WIN is collaborative effort between the Bureaus of Maternal and Child Health and Health Resources Development (part of the Health Resources and Services Administration). Its goals and objectives are to:
- facilitate early identification of HIV through models of care that enhance outreach, HIV counselling and voluntary testing services for women of childbearing age (especially during pregnancy)
- facilitate access to and utilization of a comprehensive care system that includes ZDV prophylaxis to reduce perinatal transmission
- promote communitybased consumer education
- train providers, based on their assessed needs, in those communities where women (especially pregnant women and women at risk for or infected by HIV) seek care
- evaluate the efficacy of strategies and models for potential replication.
It was in this context that WIN undertook the creation of a multi-site, multi-agency network. First, exploratory research was carried out to identify essential components for expanding HIV counselling and testing so that the "consumers" -pregnant women living with HIV - can be identified at an early stage and be provided with ZDV prophylaxis.

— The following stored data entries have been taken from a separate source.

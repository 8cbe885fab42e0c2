//! The view an ability body gets of its run.

use crate::error::AbilityResult;
use crate::reporter::Reporter;
use crate::walker::Walker;
use crate::AbilityRegistry;
use osp_core::{
    Archetype, Attributes, EdgeId, EdgeTypeId, GraphError, Location, NodeId, TypeId, Value,
};
use osp_graph::{Direction, EdgeFilter, Graph};
use osp_registry::RegistryError;

/// Control signals raised by bodies, checked by the scheduler after each one.
#[derive(Debug, Clone, Copy, Default, PartialEq, Eq)]
pub(crate) struct Flow {
    pub skip: bool,
    pub disengage: bool,
}

impl Flow {
    pub fn interrupted(&self) -> bool {
        self.skip || self.disengage
    }
}

/// Everything an ability body may touch while it runs: the graph, the
/// walker's state and queue, the report buffer and the current location.
pub struct AbilityContext<'a> {
    graph: &'a mut Graph,
    registry: &'a AbilityRegistry,
    walker: &'a mut Walker,
    reporter: &'a mut Reporter,
    here: Location,
    here_type: Archetype,
    flow: &'a mut Flow,
}

impl<'a> AbilityContext<'a> {
    pub(crate) fn new(
        graph: &'a mut Graph,
        registry: &'a AbilityRegistry,
        walker: &'a mut Walker,
        reporter: &'a mut Reporter,
        here: Location,
        here_type: Archetype,
        flow: &'a mut Flow,
    ) -> Self {
        Self {
            graph,
            registry,
            walker,
            reporter,
            here,
            here_type,
            flow,
        }
    }

    // ==================== Location ====================

    /// Where the walker currently stands.
    pub fn here(&self) -> Location {
        self.here
    }

    /// The current node, if the walker stands on a node.
    pub fn here_node(&self) -> Option<NodeId> {
        self.here.as_node()
    }

    /// Archetype of the current location.
    pub fn here_type(&self) -> Archetype {
        self.here_type
    }

    /// Registered name of the current location's type.
    pub fn here_type_name(&self) -> &'a str {
        self.registry.name_of(self.here_type).unwrap_or("?")
    }

    /// Read an attribute of the current node or edge.
    pub fn here_attr(&self, name: &str) -> Option<&Value> {
        match self.here {
            Location::Node(id) => self.graph.get_node(id)?.get_attr(name),
            Location::Edge(id) => self.graph.get_edge(id)?.get_attr(name),
        }
    }

    /// Assign an attribute of the current node or edge.
    pub fn set_here_attr(&mut self, name: &str, value: impl Into<Value>) -> AbilityResult {
        let value = value.into();
        self.registry.validate_attr(self.here_type, name, &value)?;
        match self.here {
            Location::Node(id) => self.graph.set_node_attr(id, name, value)?,
            Location::Edge(id) => self.graph.set_edge_attr(id, name, value)?,
        };
        Ok(())
    }

    // ==================== Walker state ====================

    pub fn walker_type(&self) -> Archetype {
        self.walker.archetype()
    }

    pub fn walker_attr(&self, name: &str) -> Option<&Value> {
        self.walker.get_attr(name)
    }

    pub fn walker_attrs(&self) -> &Attributes {
        self.walker.attributes()
    }

    /// Assign a walker attribute. The value is checked against the walker's schema.
    pub fn set_walker_attr(&mut self, name: &str, value: impl Into<Value>) -> AbilityResult {
        let value = value.into();
        self.registry
            .validate_attr(self.walker.archetype(), name, &value)?;
        self.walker.set_attr(name, value);
        Ok(())
    }

    /// Number of locations still queued behind the current one.
    pub fn queue_len(&self) -> usize {
        self.walker.queue_len()
    }

    // ==================== Graph ====================

    pub fn graph(&self) -> &Graph {
        self.graph
    }

    /// Unchecked access to the store. Prefer the schema-validated helpers.
    pub fn graph_mut(&mut self) -> &mut Graph {
        self.graph
    }

    pub fn registry(&self) -> &'a AbilityRegistry {
        self.registry
    }

    /// Resolve a node type name.
    pub fn node_type(&self, name: &str) -> AbilityResult<TypeId> {
        self.registry
            .node_type_id(name)
            .ok_or_else(|| RegistryError::unknown_type(name).into())
    }

    /// Resolve an edge type name.
    pub fn edge_type(&self, name: &str) -> AbilityResult<EdgeTypeId> {
        self.registry
            .edge_type_id(name)
            .ok_or_else(|| RegistryError::unknown_type(name).into())
    }

    /// Create a node of the named type after validating its attributes.
    pub fn spawn_node(&mut self, type_name: &str, mut attrs: Attributes) -> AbilityResult<NodeId> {
        let type_id = self.node_type(type_name)?;
        self.registry
            .validate_attrs(Archetype::Node(type_id), &mut attrs)?;
        Ok(self.graph.create_node(type_id, attrs))
    }

    /// Connect two nodes with an edge of the named type.
    pub fn connect(
        &mut self,
        source: NodeId,
        target: NodeId,
        edge_type: &str,
        mut attrs: Attributes,
    ) -> AbilityResult<EdgeId> {
        let type_id = self.edge_type(edge_type)?;
        self.registry
            .validate_attrs(Archetype::Edge(type_id), &mut attrs)?;
        Ok(self.graph.connect(source, target, type_id, attrs)?)
    }

    /// Delete a node and its incident edges.
    pub fn delete_node(&mut self, id: NodeId) -> AbilityResult {
        Ok(self.graph.delete_node(id)?)
    }

    /// Apply a selector to the current node now, returning `(edge, node)` ids.
    pub fn neighbors(
        &self,
        direction: Direction,
        filter: &EdgeFilter,
    ) -> AbilityResult<Vec<(EdgeId, NodeId)>> {
        let node = self.require_node()?;
        let neighbors = self.graph.neighbors(node, direction, filter)?;
        Ok(neighbors
            .iter()
            .map(|n| (n.edge_id(), n.node_id()))
            .collect())
    }

    fn require_node(&self) -> AbilityResult<NodeId> {
        self.here.as_node().ok_or_else(|| {
            GraphError::type_mismatch("node location", self.here_type_name()).into()
        })
    }

    // ==================== Traversal control ====================

    /// Append a location to the tail of the walker's queue.
    ///
    /// Visiting an edge queues the edge and then its target node.
    pub fn visit(&mut self, location: impl Into<Location>) -> AbilityResult {
        match location.into() {
            Location::Node(id) => {
                if !self.graph.contains_node(id) {
                    return Err(GraphError::invalid_node(id).into());
                }
                self.walker.enqueue(Location::Node(id));
            }
            Location::Edge(id) => {
                let target = self.graph.edge(id)?.target;
                self.walker.enqueue(Location::Edge(id));
                self.walker.enqueue(Location::Node(target));
            }
        }
        Ok(())
    }

    /// Append several locations, in order.
    pub fn visit_all<I, L>(&mut self, locations: I) -> AbilityResult
    where
        I: IntoIterator<Item = L>,
        L: Into<Location>,
    {
        for location in locations {
            self.visit(location)?;
        }
        Ok(())
    }

    /// Select neighbors of the current node and visit each of them.
    /// Returns how many nodes were queued.
    pub fn visit_selected(&mut self, direction: Direction, filter: &EdgeFilter) -> AbilityResult<usize> {
        let selected = self.neighbors(direction, filter)?;
        let count = selected.len();
        self.visit_all(selected.into_iter().map(|(_, node)| node))?;
        Ok(count)
    }

    /// Abort the remaining abilities at the current location. The queue is
    /// left alone.
    pub fn skip(&mut self) {
        self.flow.skip = true;
    }

    /// Stop the run once this body returns, dropping everything still queued.
    pub fn disengage(&mut self) {
        self.flow.disengage = true;
    }

    /// Append a value to the run's report.
    pub fn report(&mut self, value: impl Into<Value>) {
        self.reporter.emit(value);
    }

    /// Values reported so far in this run.
    pub fn reports(&self) -> &[Value] {
        self.reporter.values()
    }

    // ==================== Direct invocation ====================

    /// Call one of the walker's abilities by name against the current
    /// location, outside normal dispatch.
    ///
    /// Fails with a type mismatch if the ability is guarded by a different
    /// location type.
    pub fn invoke(&mut self, name: &str) -> AbilityResult {
        let registry = self.registry;
        let ability = registry.ability_by_name(self.walker.archetype(), name)?;
        registry.check_guard(ability, self.here_type)?;
        let body = ability.body.clone();
        body(self)
    }
}
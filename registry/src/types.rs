//! Schema and ability definition types.

use osp_core::{Archetype, Value};
use std::collections::BTreeMap;
use std::fmt;

/// Attribute definition within an archetype.
#[derive(Debug, Clone, PartialEq)]
pub struct AttrDef {
    /// Attribute name.
    pub name: String,
    /// Value type name (String, Int, Float, Bool, NodeRef, EdgeRef, List, Map, Any).
    pub type_name: String,
    /// Whether this attribute must be present and non-null.
    pub required: bool,
    /// Default value if not provided.
    pub default: Option<Value>,
}

impl AttrDef {
    pub fn new(name: impl Into<String>, type_name: impl Into<String>) -> Self {
        Self {
            name: name.into(),
            type_name: type_name.into(),
            required: false,
            default: None,
        }
    }

    pub fn required(mut self) -> Self {
        self.required = true;
        self
    }

    pub fn with_default(mut self, value: impl Into<Value>) -> Self {
        self.default = Some(value.into());
        self
    }

    /// Check whether a value of type `actual` may be stored here.
    pub fn accepts(&self, actual: &str) -> bool {
        types_compatible(&self.type_name, actual)
    }
}

/// Check if a value type fits an attribute type.
pub fn types_compatible(expected: &str, actual: &str) -> bool {
    if expected == actual || expected == "Any" {
        return true;
    }
    // Null is compatible with anything; `required` is checked separately.
    if actual == "Null" {
        return true;
    }
    // Int can be used where Float is expected
    expected == "Float" && actual == "Int"
}

/// A registered node, edge or walker type.
#[derive(Debug, Clone)]
pub struct ArchetypeDef {
    /// Unique identifier, tagged with the kind.
    pub archetype: Archetype,
    /// Type name, unique across all kinds.
    pub name: String,
    /// Attribute definitions.
    pub attributes: BTreeMap<String, AttrDef>,
}

impl ArchetypeDef {
    pub fn new(archetype: Archetype, name: impl Into<String>) -> Self {
        Self {
            archetype,
            name: name.into(),
            attributes: BTreeMap::new(),
        }
    }

    /// Get an attribute definition by name.
    pub fn get_attr(&self, name: &str) -> Option<&AttrDef> {
        self.attributes.get(name)
    }

    /// Check if this type declares an attribute.
    pub fn has_attr(&self, name: &str) -> bool {
        self.attributes.contains_key(name)
    }
}

/// When an ability fires relative to a visit.
#[derive(Debug, Clone, Copy, PartialEq, Eq, Hash)]
pub enum Trigger {
    /// On arrival at a location.
    Entry,
    /// On departure from a location.
    Exit,
}

impl fmt::Display for Trigger {
    fn fmt(&self, f: &mut fmt::Formatter<'_>) -> fmt::Result {
        match self {
            Trigger::Entry => write!(f, "entry"),
            Trigger::Exit => write!(f, "exit"),
        }
    }
}

/// Identifier for a registered ability. Ids follow registration order.
#[derive(Debug, Clone, Copy, PartialEq, Eq, Hash, PartialOrd, Ord)]
pub struct AbilityId(pub u32);

impl AbilityId {
    pub fn raw(&self) -> u32 {
        self.0
    }
}

impl fmt::Display for AbilityId {
    fn fmt(&self, f: &mut fmt::Formatter<'_>) -> fmt::Result {
        write!(f, "ab{}", self.0)
    }
}

/// A registered ability: a body bound to an owner archetype and trigger,
/// optionally restricted to one counterpart archetype.
///
/// The body type is left to the executor; the registry only stores it.
pub struct Ability<B> {
    /// Unique identifier.
    pub id: AbilityId,
    /// Ability name, for diagnostics and direct invocation.
    pub name: String,
    /// The type the ability belongs to.
    pub owner: Archetype,
    /// Entry or exit.
    pub trigger: Trigger,
    /// Counterpart type the ability is restricted to, if any.
    pub guard: Option<Archetype>,
    /// Executable body.
    pub body: B,
}

impl<B> Ability<B> {
    /// Returns true if the ability fires against `counterpart`.
    pub fn applies_to(&self, counterpart: Archetype) -> bool {
        match self.guard {
            None => true,
            Some(guard) => guard == counterpart,
        }
    }
}

impl<B> fmt::Debug for Ability<B> {
    fn fmt(&self, f: &mut fmt::Formatter<'_>) -> fmt::Result {
        f.debug_struct("Ability")
            .field("id", &self.id)
            .field("name", &self.name)
            .field("owner", &self.owner)
            .field("trigger", &self.trigger)
            .field("guard", &self.guard)
            .finish_non_exhaustive()
    }
}
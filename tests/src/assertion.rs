//! Helpers for checking run outcomes.

use osp_core::Value;
use osp_engine::{EngineError, RunFault, RunOutcome, RunState};

/// Render reported values as strings, for compact sequence comparisons.
///
/// Strings are taken verbatim; other values use their debug form.
pub fn report_strings(reports: &[Value]) -> Vec<String> {
    reports
        .iter()
        .map(|value| match value.as_str() {
            Some(s) => s.to_string(),
            None => format!("{:?}", value),
        })
        .collect()
}

/// Extension methods on a finished run.
pub trait OutcomeExt {
    /// Reports rendered with [`report_strings`].
    fn report_strings(&self) -> Vec<String>;
    /// Returns true if the queue ran empty.
    fn completed(&self) -> bool;
    /// Returns true if the run stopped early.
    fn disengaged(&self) -> bool;
}

impl OutcomeExt for RunOutcome {
    fn report_strings(&self) -> Vec<String> {
        report_strings(&self.reports)
    }

    fn completed(&self) -> bool {
        self.state == RunState::Completed
    }

    fn disengaged(&self) -> bool {
        self.state == RunState::Disengaged
    }
}

/// Unwrap the fault from a failed run. Panics on any other outcome.
pub fn expect_fault(result: Result<RunOutcome, EngineError>) -> RunFault {
    match result {
        Err(EngineError::Fault(fault)) => fault,
        Err(other) => panic!("expected an ability fault, got error: {}", other),
        Ok(outcome) => panic!("expected an ability fault, run ended {}", outcome.state),
    }
}
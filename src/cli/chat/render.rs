use std::io::{self, Write};

use crossterm::QueueableCommand;
use crossterm::cursor::MoveToColumn;
use crossterm::style::Stylize;
use crossterm::terminal::{Clear, ClearType};

use super::conversation_state::{ConversationState, Role, Turn};

const LOADING_TEXT: &str = "Thinking...";

/// Print one turn as a chat bubble.
pub fn write_turn(out: &mut dyn Write, turn: &Turn) -> io::Result<()> {
    match turn.role() {
        Role::User => writeln!(out, "{} {}", "You:".bold().cyan(), turn.text()),
        Role::Assistant => writeln!(out, "{} {}\n", "Assistant:".bold().green(), turn.text()),
    }
}

/// Redraw the whole conversation.
pub fn write_transcript(out: &mut dyn Write, conversation: &ConversationState) -> io::Result<()> {
    if conversation.is_empty() {
        writeln!(out, "{}", "No messages yet.".dark_grey())?;
        return Ok(());
    }
    for turn in conversation.all() {
        write_turn(out, turn)?;
    }
    Ok(())
}

pub fn show_loading(out: &mut dyn Write) -> io::Result<()> {
    write!(out, "{}", LOADING_TEXT.dark_grey())?;
    out.flush()
}

/// Erase the loading indicator so the reply starts on a clean line.
pub fn clear_loading(out: &mut dyn Write) -> io::Result<()> {
    out.queue(MoveToColumn(0))?.queue(Clear(ClearType::CurrentLine))?;
    out.flush()
}

#[cfg(test)]
mod tests {
    use super::*;

    fn rendered(turns: &[Turn]) -> String {
        let mut conversation = ConversationState::new();
        for turn in turns {
            conversation.append(turn.clone());
        }
        let mut buf = Vec::new();
        write_transcript(&mut buf, &conversation).unwrap();
        String::from_utf8(buf).unwrap()
    }

    #[test]
    fn transcript_lists_turns_in_order() {
        let out = rendered(&[Turn::user("Do you wash SUVs?"), Turn::assistant("Yes, we do.")]);

        let question = out.find("Do you wash SUVs?").unwrap();
        let answer = out.find("Yes, we do.").unwrap();
        assert!(question < answer);
        assert!(out.contains("You:"));
        assert!(out.contains("Assistant:"));
    }

    #[test]
    fn empty_transcript_says_so() {
        assert!(rendered(&[]).contains("No messages yet."));
    }
}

To elicit opinions, the process included focus groups with consumers (e.g., a group of 15 HIV-positive women), four key informant meetings (with care providers, consumers, policy-makers, ethicists and government representatives) and telephone surveys (with sites implementing ZDV prophylaxis). These studies showed that significantly more su pport services would be needed to ensure that women who learn of their HIV status during pregnancy would have access to and could stay in comprehensive care.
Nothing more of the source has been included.